● **ACTIVITY**: Word for word, repeat each record that follows.

- - -

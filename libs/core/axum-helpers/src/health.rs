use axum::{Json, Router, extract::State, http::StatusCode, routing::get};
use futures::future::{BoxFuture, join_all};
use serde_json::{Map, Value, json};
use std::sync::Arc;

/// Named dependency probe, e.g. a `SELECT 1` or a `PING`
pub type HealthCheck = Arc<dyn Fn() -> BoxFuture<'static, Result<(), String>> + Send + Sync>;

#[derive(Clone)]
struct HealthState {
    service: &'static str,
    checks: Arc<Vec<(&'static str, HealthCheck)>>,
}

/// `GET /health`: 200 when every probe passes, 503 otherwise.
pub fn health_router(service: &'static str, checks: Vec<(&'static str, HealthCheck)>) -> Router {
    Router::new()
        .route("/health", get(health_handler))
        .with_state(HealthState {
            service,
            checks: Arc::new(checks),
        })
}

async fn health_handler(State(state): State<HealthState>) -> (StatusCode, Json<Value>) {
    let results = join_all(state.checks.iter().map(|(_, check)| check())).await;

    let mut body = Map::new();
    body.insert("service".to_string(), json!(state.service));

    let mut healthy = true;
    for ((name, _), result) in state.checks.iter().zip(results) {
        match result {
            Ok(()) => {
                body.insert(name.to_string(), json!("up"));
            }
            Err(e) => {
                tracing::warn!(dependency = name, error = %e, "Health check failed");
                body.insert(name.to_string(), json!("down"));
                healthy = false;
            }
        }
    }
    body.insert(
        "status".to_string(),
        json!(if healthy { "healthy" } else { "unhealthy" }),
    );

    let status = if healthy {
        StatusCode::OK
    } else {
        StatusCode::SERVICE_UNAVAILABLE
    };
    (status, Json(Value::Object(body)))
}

- - -

● **RESULT FOR THIS EXERCISE**:
filename libs/core/axum-helpers/src/health.rs
use axum::{Json, Router, extract::State, http::StatusCode, routing::get};
use futures::future::{BoxFuture, join_all};
use serde_json::{Map, Value, json};
use std::sync::Arc;

/// Named dependency probe, e.g. a `SELECT 1` or a `PING`
pub type HealthCheck = Arc<dyn Fn() -> BoxFuture<'static, Result<(), String>> + Send + Sync>;

#[derive(Clone)]
struct HealthState {
    service: &'static str,
    checks: Arc<Vec<(&'static str, HealthCheck)>>,
}

/// `GET /health`: 200 when every probe passes, 503 otherwise.
pub fn health_router(service: &'static str, checks: Vec<(&'static str, HealthCheck)>) -> Router {
    Router::new()
        .route("/health", get(health_handler))
        .with_state(HealthState {
            service,
            checks: Arc::new(checks),
        })
}

async fn health_handler(State(state): State<HealthState>) -> (StatusCode, Json<Value>) {
    let results = join_all(state.checks.iter().map(|(_, check)| check())).await;

    let mut body = Map::new();
    body.insert("service".to_string(), json!(state.service));

    let mut healthy = true;
    for ((name, _), result) in state.checks.iter().zip(results) {
        match result {
            Ok(()) => {
                body.insert(name.to_string(), json!("up"));
            }
            Err(e) => {
                tracing::warn!(dependency = name, error = %e, "Health check failed");
                body.insert(name.to_string(), json!("down"));
                healthy = false;
            }
        }
    }
    body.insert(
        "status".to_string(),
        json!(if healthy { "healthy" } else { "unhealthy" }),
    );

    let status = if healthy {
        StatusCode::OK
    } else {
        StatusCode::SERVICE_UNAVAILABLE
    };
    (status, Json(Value::Object(body)))
}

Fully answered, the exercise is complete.